Available data Start Marker
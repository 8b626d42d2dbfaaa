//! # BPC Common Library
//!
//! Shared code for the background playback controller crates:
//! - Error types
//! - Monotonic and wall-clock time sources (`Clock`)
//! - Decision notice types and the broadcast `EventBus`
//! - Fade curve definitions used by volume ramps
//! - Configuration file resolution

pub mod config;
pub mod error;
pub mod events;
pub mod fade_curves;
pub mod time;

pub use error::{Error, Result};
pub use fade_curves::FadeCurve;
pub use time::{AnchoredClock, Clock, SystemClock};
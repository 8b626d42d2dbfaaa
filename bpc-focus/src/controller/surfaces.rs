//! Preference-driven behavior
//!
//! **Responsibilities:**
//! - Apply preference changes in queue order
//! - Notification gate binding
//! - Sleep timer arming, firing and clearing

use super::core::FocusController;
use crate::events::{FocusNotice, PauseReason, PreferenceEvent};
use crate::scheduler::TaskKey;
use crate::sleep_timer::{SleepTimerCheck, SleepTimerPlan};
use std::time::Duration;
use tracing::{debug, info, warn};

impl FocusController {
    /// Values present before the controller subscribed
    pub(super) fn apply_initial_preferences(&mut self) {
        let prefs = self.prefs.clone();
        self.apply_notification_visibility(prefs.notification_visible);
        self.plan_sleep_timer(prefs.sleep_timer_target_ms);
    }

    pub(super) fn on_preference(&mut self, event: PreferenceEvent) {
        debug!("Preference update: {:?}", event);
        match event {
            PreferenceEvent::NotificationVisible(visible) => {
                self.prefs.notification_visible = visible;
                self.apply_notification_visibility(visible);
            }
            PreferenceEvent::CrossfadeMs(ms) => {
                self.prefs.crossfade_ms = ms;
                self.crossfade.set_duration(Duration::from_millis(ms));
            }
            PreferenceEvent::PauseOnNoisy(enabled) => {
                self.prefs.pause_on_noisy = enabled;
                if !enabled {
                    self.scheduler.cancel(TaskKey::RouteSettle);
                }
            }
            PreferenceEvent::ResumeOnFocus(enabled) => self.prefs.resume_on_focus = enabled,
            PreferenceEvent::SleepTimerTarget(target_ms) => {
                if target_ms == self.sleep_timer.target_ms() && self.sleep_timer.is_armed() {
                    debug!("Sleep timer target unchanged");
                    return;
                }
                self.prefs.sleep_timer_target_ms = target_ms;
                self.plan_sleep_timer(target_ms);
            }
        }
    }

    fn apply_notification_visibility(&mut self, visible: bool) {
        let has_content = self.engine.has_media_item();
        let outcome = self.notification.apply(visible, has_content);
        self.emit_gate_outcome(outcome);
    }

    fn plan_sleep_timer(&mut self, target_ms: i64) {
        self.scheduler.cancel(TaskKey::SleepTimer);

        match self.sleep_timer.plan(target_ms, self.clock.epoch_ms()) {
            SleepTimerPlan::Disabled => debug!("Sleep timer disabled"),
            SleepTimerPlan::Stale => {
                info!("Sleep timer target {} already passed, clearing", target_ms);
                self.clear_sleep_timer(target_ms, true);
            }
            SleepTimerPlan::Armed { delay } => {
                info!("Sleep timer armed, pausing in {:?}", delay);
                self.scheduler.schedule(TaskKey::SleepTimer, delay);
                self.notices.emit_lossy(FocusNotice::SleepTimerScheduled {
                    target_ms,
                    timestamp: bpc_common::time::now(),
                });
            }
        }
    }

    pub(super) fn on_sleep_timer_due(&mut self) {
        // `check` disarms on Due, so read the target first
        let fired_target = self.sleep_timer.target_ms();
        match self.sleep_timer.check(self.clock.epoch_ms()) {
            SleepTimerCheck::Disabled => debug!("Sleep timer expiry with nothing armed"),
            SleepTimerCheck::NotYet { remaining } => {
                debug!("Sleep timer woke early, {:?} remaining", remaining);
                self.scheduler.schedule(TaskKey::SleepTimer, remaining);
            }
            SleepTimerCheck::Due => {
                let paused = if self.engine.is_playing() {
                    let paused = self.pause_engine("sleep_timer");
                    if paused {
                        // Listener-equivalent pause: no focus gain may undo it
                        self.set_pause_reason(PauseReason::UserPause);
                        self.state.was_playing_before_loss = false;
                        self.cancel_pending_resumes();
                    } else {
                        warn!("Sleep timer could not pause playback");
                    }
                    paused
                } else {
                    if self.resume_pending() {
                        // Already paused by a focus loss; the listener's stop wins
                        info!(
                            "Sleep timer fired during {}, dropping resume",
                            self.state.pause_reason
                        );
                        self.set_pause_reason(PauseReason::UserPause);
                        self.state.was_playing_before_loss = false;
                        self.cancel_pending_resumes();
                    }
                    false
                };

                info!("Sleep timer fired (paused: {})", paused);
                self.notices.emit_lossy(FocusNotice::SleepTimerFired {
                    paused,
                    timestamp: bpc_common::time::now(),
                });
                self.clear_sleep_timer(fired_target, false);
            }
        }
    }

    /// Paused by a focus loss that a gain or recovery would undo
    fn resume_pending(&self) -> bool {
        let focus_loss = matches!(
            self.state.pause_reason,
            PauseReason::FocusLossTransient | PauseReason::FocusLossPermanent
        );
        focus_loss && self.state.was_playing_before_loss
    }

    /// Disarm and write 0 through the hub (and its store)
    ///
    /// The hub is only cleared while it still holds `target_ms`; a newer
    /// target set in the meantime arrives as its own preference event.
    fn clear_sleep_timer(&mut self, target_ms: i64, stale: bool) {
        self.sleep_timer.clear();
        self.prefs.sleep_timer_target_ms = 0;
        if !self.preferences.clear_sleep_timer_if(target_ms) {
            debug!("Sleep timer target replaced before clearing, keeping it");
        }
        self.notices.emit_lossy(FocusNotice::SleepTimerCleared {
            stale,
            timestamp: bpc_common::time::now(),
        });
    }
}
Available data End Marker
- _Directions for this task_: Go through the data and return every record exactly.

- _Solved exercise_:
repository 8b626d42d2dbfaaa
//! # BPC Common Library
//!
//! Shared code for the background playback controller crates:
//! - Error types
//! - Monotonic and wall-clock time sources (`Clock`)
//! - Decision notice types and the broadcast `EventBus`
//! - Fade curve definitions used by volume ramps
//! - Configuration file resolution

pub mod config;
pub mod error;
pub mod events;
pub mod fade_curves;
pub mod time;

pub use error::{Error, Result};
pub use fade_curves::FadeCurve;
pub use time::{AnchoredClock, Clock, SystemClock};
repository 8b626d42d2dbfaaa
filename bpc-focus/src/controller/surfaces.rs
//! Preference-driven behavior
//!
//! **Responsibilities:**
//! - Apply preference changes in queue order
//! - Notification gate binding
//! - Sleep timer arming, firing and clearing

use super::core::FocusController;
use crate::events::{FocusNotice, PauseReason, PreferenceEvent};
use crate::scheduler::TaskKey;
use crate::sleep_timer::{SleepTimerCheck, SleepTimerPlan};
use std::time::Duration;
use tracing::{debug, info, warn};

impl FocusController {
    /// Values present before the controller subscribed
    pub(super) fn apply_initial_preferences(&mut self) {
        let prefs = self.prefs.clone();
        self.apply_notification_visibility(prefs.notification_visible);
        self.plan_sleep_timer(prefs.sleep_timer_target_ms);
    }

    pub(super) fn on_preference(&mut self, event: PreferenceEvent) {
        debug!("Preference update: {:?}", event);
        match event {
            PreferenceEvent::NotificationVisible(visible) => {
                self.prefs.notification_visible = visible;
                self.apply_notification_visibility(visible);
            }
            PreferenceEvent::CrossfadeMs(ms) => {
                self.prefs.crossfade_ms = ms;
                self.crossfade.set_duration(Duration::from_millis(ms));
            }
            PreferenceEvent::PauseOnNoisy(enabled) => {
                self.prefs.pause_on_noisy = enabled;
                if !enabled {
                    self.scheduler.cancel(TaskKey::RouteSettle);
                }
            }
            PreferenceEvent::ResumeOnFocus(enabled) => self.prefs.resume_on_focus = enabled,
            PreferenceEvent::SleepTimerTarget(target_ms) => {
                if target_ms == self.sleep_timer.target_ms() && self.sleep_timer.is_armed() {
                    debug!("Sleep timer target unchanged");
                    return;
                }
                self.prefs.sleep_timer_target_ms = target_ms;
                self.plan_sleep_timer(target_ms);
            }
        }
    }

    fn apply_notification_visibility(&mut self, visible: bool) {
        let has_content = self.engine.has_media_item();
        let outcome = self.notification.apply(visible, has_content);
        self.emit_gate_outcome(outcome);
    }

    fn plan_sleep_timer(&mut self, target_ms: i64) {
        self.scheduler.cancel(TaskKey::SleepTimer);

        match self.sleep_timer.plan(target_ms, self.clock.epoch_ms()) {
            SleepTimerPlan::Disabled => debug!("Sleep timer disabled"),
            SleepTimerPlan::Stale => {
                info!("Sleep timer target {} already passed, clearing", target_ms);
                self.clear_sleep_timer(target_ms, true);
            }
            SleepTimerPlan::Armed { delay } => {
                info!("Sleep timer armed, pausing in {:?}", delay);
                self.scheduler.schedule(TaskKey::SleepTimer, delay);
                self.notices.emit_lossy(FocusNotice::SleepTimerScheduled {
                    target_ms,
                    timestamp: bpc_common::time::now(),
                });
            }
        }
    }

    pub(super) fn on_sleep_timer_due(&mut self) {
        // `check` disarms on Due, so read the target first
        let fired_target = self.sleep_timer.target_ms();
        match self.sleep_timer.check(self.clock.epoch_ms()) {
            SleepTimerCheck::Disabled => debug!("Sleep timer expiry with nothing armed"),
            SleepTimerCheck::NotYet { remaining } => {
                debug!("Sleep timer woke early, {:?} remaining", remaining);
                self.scheduler.schedule(TaskKey::SleepTimer, remaining);
            }
            SleepTimerCheck::Due => {
                let paused = if self.engine.is_playing() {
                    let paused = self.pause_engine("sleep_timer");
                    if paused {
                        // Listener-equivalent pause: no focus gain may undo it
                        self.set_pause_reason(PauseReason::UserPause);
                        self.state.was_playing_before_loss = false;
                        self.cancel_pending_resumes();
                    } else {
                        warn!("Sleep timer could not pause playback");
                    }
                    paused
                } else {
                    if self.resume_pending() {
                        // Already paused by a focus loss; the listener's stop wins
                        info!(
                            "Sleep timer fired during {}, dropping resume",
                            self.state.pause_reason
                        );
                        self.set_pause_reason(PauseReason::UserPause);
                        self.state.was_playing_before_loss = false;
                        self.cancel_pending_resumes();
                    }
                    false
                };

                info!("Sleep timer fired (paused: {})", paused);
                self.notices.emit_lossy(FocusNotice::SleepTimerFired {
                    paused,
                    timestamp: bpc_common::time::now(),
                });
                self.clear_sleep_timer(fired_target, false);
            }
        }
    }

    /// Paused by a focus loss that a gain or recovery would undo
    fn resume_pending(&self) -> bool {
        let focus_loss = matches!(
            self.state.pause_reason,
            PauseReason::FocusLossTransient | PauseReason::FocusLossPermanent
        );
        focus_loss && self.state.was_playing_before_loss
    }

    /// Disarm and write 0 through the hub (and its store)
    ///
    /// The hub is only cleared while it still holds `target_ms`; a newer
    /// target set in the meantime arrives as its own preference event.
    fn clear_sleep_timer(&mut self, target_ms: i64, stale: bool) {
        self.sleep_timer.clear();
        self.prefs.sleep_timer_target_ms = 0;
        if !self.preferences.clear_sleep_timer_if(target_ms) {
            debug!("Sleep timer target replaced before clearing, keeping it");
        }
        self.notices.emit_lossy(FocusNotice::SleepTimerCleared {
            stale,
            timestamp: bpc_common::time::now(),
        });
    }
}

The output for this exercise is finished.